Facebook challenge of detecting bots in the online bidding environment

This repository contains the strategies, models and algorithms I used in Facebook challenge of detecting bots in the online bidding environment. The model I developed has an AUC score of 93.269% where the best AUC score reported in the leaderboard is about 94.254%, ranking 56 out of 1004. Everything documented here is done within about one week's time, and mostly at night. The model can be surely improved given more time. In particular,

  1. Event website: https://www.kaggle.com/c/facebook-recruiting-iv-human-or-bot
  2. Leaderboard: https://www.kaggle.com/c/facebook-recruiting-iv-human-or-bot/leaderboard?submissionId=1680911
  3. My participation name: Aalto
  4. Ranking: 56 / 1004
  5. Performance in AUC: 93.269% / 94.254%
  6. GitHub project website: http://hongyusu.github.io/FacebookChallenge/
  7. GitHub project page: https://github.com/hongyusu/FacebookChallenge

Lessons learned

First thing first, lessons learned from this competition can be potentially useful. They are summarised in the following bullet list

  1. Support Vector Machine can be useful as a baseline classifier for the following reasons
    1. SVM is a stable classifier. It is robust against training data perturbation.
    2. There are rich kernel functions in SVM which can do nonlinear feature map that map the data point from the original feature space to high dimensional feature space.
    3. In particular, kernel SVM allows user-defined kernel function for measuring similarities.
    4. The optimization of the model is standard and fast.
    5. SVM training and prediction is implemented in, e.g., LibSVM package.
  2. However, it is better not to completely trust SVM for the following reasons
    1. It is not very efficient for large-scale data.
    2. Although kernel SVM is very useful, it is not practical in most cases when the number of training data is over a few thousands.
    3. It is a stable classifier, therefore, it is not very good to use as the base learner in ensemble learning.
  3. Random forest is another good option in addition to SVM for the following reasons:
    1. Random forest does not need feature normalization, cantering, etc.
    2. Well, I guess random forest somehow needs feature selection, but not very extensive.
    3. Random forest does not have many parameter to tune where the only parameter in random forest is the number of decision trees.
    4. It is relatively fast to learn a random forest classifier than learning a SVM model.
    5. Off-the-shelf function in MATLAB.
  4. Adding more feature is not always helpful. In many cases, more feature will be harmful to the performance.
  5. It is better to start with one classification model (e.g., SVM) and perform the experiments. Tune the model until hitting the bottleneck of the model. Then wisely change to another classification methods (e.g., random forest).
  6. Measure the performance in terms of AUC other than Accuracy, as accuracy is easily mislead by the biasness of the data.
  7. Training data and test data are sometime very heterogeneous. Parameter selection and model performance based on the Cross validation on the training data might not be similary on the test data.

Final strategy

The following is about the final strategy I decided to use in the competetion. It could be better given more time.

Feature representation

  1. Features are extract from auction log including local features, global features, local per hour feature, bag-of-words features.
  2. Some of the features are not used in the learning algorithm, which can potentially improve the prediction performance of the model.

    1. Global features

      1. Global feature are made by using all bids.
      2. Global features are listed in the following table.
      3. There is only one bit for bid feature, four bits for others.
      4. Feature number 8-14 are computed but are not used in this stage.

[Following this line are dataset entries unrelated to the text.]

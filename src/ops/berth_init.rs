//! Implementation of `berth init`.

use std::fs;
use std::path::{Path, PathBuf};

use anyhow::{bail, Context, Result};

use crate::core::manifest::{generate_default_manifest, MANIFEST_NAME};

/// Write a starter Berth.toml into `path`.
///
/// The package name defaults to the directory name.
pub fn init_package(path: &Path, name: Option<&str>) -> Result<PathBuf> {
    let manifest_path = path.join(MANIFEST_NAME);
    if manifest_path.exists() {
        bail!("`{}` already exists in `{}`", MANIFEST_NAME, path.display());
    }

    let name = match name {
        Some(name) => name.to_string(),
        None => path
            .file_name()
            .map(|n| n.to_string_lossy().into_owned())
            .with_context(|| format!("cannot infer a package name from `{}`", path.display()))?,
    };

    fs::create_dir_all(path)
        .with_context(|| format!("failed to create directory: {}", path.display()))?;
    fs::write(&manifest_path, generate_default_manifest(&name))
        .with_context(|| format!("failed to write {}", manifest_path.display()))?;

    Ok(manifest_path)
}
//! Implementation of `berth layout`.

use std::path::{Path, PathBuf};

use anyhow::{Context, Result};

use crate::core::layout::{resolve_layout, LayoutMode, PackageLayout};
use crate::core::manifest::MANIFEST_NAME;
use crate::core::{Package, Settings};
use crate::util::archive::extract_tarball;
use crate::util::fs::copy_dir_filtered;

/// Options for resolving a package layout.
#[derive(Debug, Clone)]
pub struct LayoutOptions {
    pub mode: LayoutMode,

    pub settings: Settings,

    /// Local `.tar.gz` with the package sources, extracted into the package
    /// root before resolution
    pub archive: Option<PathBuf>,

    /// Leading directory to drop from archive entries
    pub strip_prefix: Option<String>,

    /// Perform the planned source copy
    pub stage: bool,
}

/// Outcome of [`layout`].
#[derive(Debug, Clone)]
pub struct LayoutResult {
    pub package: Package,
    pub layout: PackageLayout,
    /// Number of files copied into the build folder, when staged.
    pub staged: Option<usize>,
}

/// Resolve the folders of the package whose manifest sits in the mode's root.
pub fn layout(opts: &LayoutOptions) -> Result<LayoutResult> {
    let root = opts.mode.root();

    if let Some(archive) = &opts.archive {
        unpack_sources(archive, root, opts.strip_prefix.as_deref())?;
    }

    let package = Package::load(&root.join(MANIFEST_NAME))?;
    let layout = resolve_layout(package.layout(), &opts.settings, &opts.mode)?;

    tracing::info!(
        "{} {} ({} layout)",
        package.name(),
        package.version(),
        opts.mode.name()
    );

    let staged = if opts.stage {
        Some(stage_sources(&layout)?)
    } else {
        None
    };

    Ok(LayoutResult {
        package,
        layout,
        staged,
    })
}

/// Carry out the layout's planned copy of the package root into the build
/// folder. Nothing is written to the source folder; without a plan this does
/// nothing.
pub fn stage_sources(layout: &PackageLayout) -> Result<usize> {
    let Some(copy) = &layout.source_copy else {
        tracing::debug!("no source copy planned");
        return Ok(0);
    };

    let copied = copy_dir_filtered(&copy.from, &copy.to, Some(&copy.to))
        .with_context(|| format!("failed to copy sources into {}", copy.to.display()))?;
    tracing::info!("Copied {} source files to {}", copied, copy.to.display());
    Ok(copied)
}

fn unpack_sources(archive: &Path, dest: &Path, strip_prefix: Option<&str>) -> Result<()> {
    let data = std::fs::read(archive)
        .with_context(|| format!("failed to read archive: {}", archive.display()))?;
    let count = extract_tarball(&data, dest, strip_prefix)
        .with_context(|| format!("failed to extract {}", archive.display()))?;
    tracing::info!("Extracted {} files from {}", count, archive.display());
    Ok(())
}
/// Error while resolving a package layout.
#[derive(Debug, Error)]
pub enum LayoutError {
    #[error("source folder does not exist: {}", path.display())]
    MissingSourceFolder { path: PathBuf },

    #[error("{kind} folder `{declared}` must be relative to the package root")]
    AbsoluteSubfolder { kind: &'static str, declared: String },

    #[error("{kind} folder `{declared}` leaves the package root")]
    EscapingSubfolder { kind: &'static str, declared: String },

    #[error("editable source folder must be an absolute path: {}", path.display())]
    RelativeSourceFolder { path: PathBuf },

    #[error(transparent)]
    Configuration(#[from] ConfigurationError),

    #[error("failed to create build folder: {}", path.display())]
    CreateFolder {
        path: PathBuf,
        #[source]
        source: io::Error,
    },

    #[error("failed to make `{}` absolute", path.display())]
    Absolute {
        path: PathBuf,
        #[source]
        source: io::Error,
    },
}

impl LayoutError {
    /// Convert to a user-friendly diagnostic.
    pub fn to_diagnostic(&self) -> Diagnostic {
        match self {
            LayoutError::MissingSourceFolder { path } => {
                Diagnostic::error(self.to_string())
                    .at(path)
                    .help("Check `source` in the [layout] section of Berth.toml")
                    .help("Make sure the exported sources or archive contain that folder")
            }
            LayoutError::EscapingSubfolder { .. } => Diagnostic::error(self.to_string())
                .help("Declare [layout] folders below the package root, without `..`"),
            LayoutError::Configuration(ConfigurationError::UnresolvedVariable {
                variable, ..
            }) => Diagnostic::error(self.to_string())
                .help(format!("Pass the setting explicitly: `-s {}=<value>`", variable)),
            _ => Diagnostic::error(self.to_string()),
        }
    }
}

/// How the package is being built.
#[derive(Debug, Clone, PartialEq, Eq)]
pub enum LayoutMode {
    /// Build inside the package cache from exported sources.
    Cache { export_folder: PathBuf },

    /// Local build in a working directory, generated files go to `install_folder`.
    Local {
        working_dir: PathBuf,
        install_folder: PathBuf,
    },

    /// Editable package: the build folder is a user workspace.
    Editable {
        working_dir: PathBuf,
        source_folder: Option<PathBuf>,
    },
}

impl LayoutMode {
    /// The package root folder subfolders are resolved against.
    pub fn root(&self) -> &Path {
        match self {
            LayoutMode::Cache { export_folder } => export_folder,
            LayoutMode::Local { working_dir, .. } | LayoutMode::Editable { working_dir, .. } => {
                working_dir
            }
        }
    }

    /// Short name for messages.
    pub fn name(&self) -> &'static str {
        match self {
            LayoutMode::Cache { .. } => "cache",
            LayoutMode::Local { .. } => "local",
            LayoutMode::Editable { .. } => "editable",
        }
    }
}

        Feature Id Feature Name Feature Position
        1 bid 1
        2 auction 3
        3 merchandise 4
        4 device 5
        5 time 6
        6 country 7
        7 ip 8
        8 url 9
        9 minute 10
        10 hour 11
        11 day 12
        12 hourday 13
        13 interval 14
        14 average interval 15
    2. Auction specific features

      1. Auction specific features are extracted from bider-auction files.
      2. We use auctions which has more than 2 bids.
      3. Features are listed in the following table.
      4. Besides there being one position for the bid sum, there is one position for average of each individual.

        Feature Id Feature Name Feature Position
        1 bid 1
        2 device 5
        3 country 7
        4 ip 8
        5 url 9
        6 interval 14
    3. Per-hour features

      1. Per-hour features include features listed in the following table.
      2. Per-hour features are computed based on hours.
      3. There is one position for the average of the per hour features.

        Feature Id Feature Name Feature Position
        1 bid 1
        2 auction 3
        3 merchandise 4
        4 device 5
        5 country 7
        6 ip 8
        7 url 9
    4. Per-minute features

      1. Per-minute features include features listed in the following table.
      2. Per-minute features are computed based on minute.
      3. There is one position for the average of the per minute features.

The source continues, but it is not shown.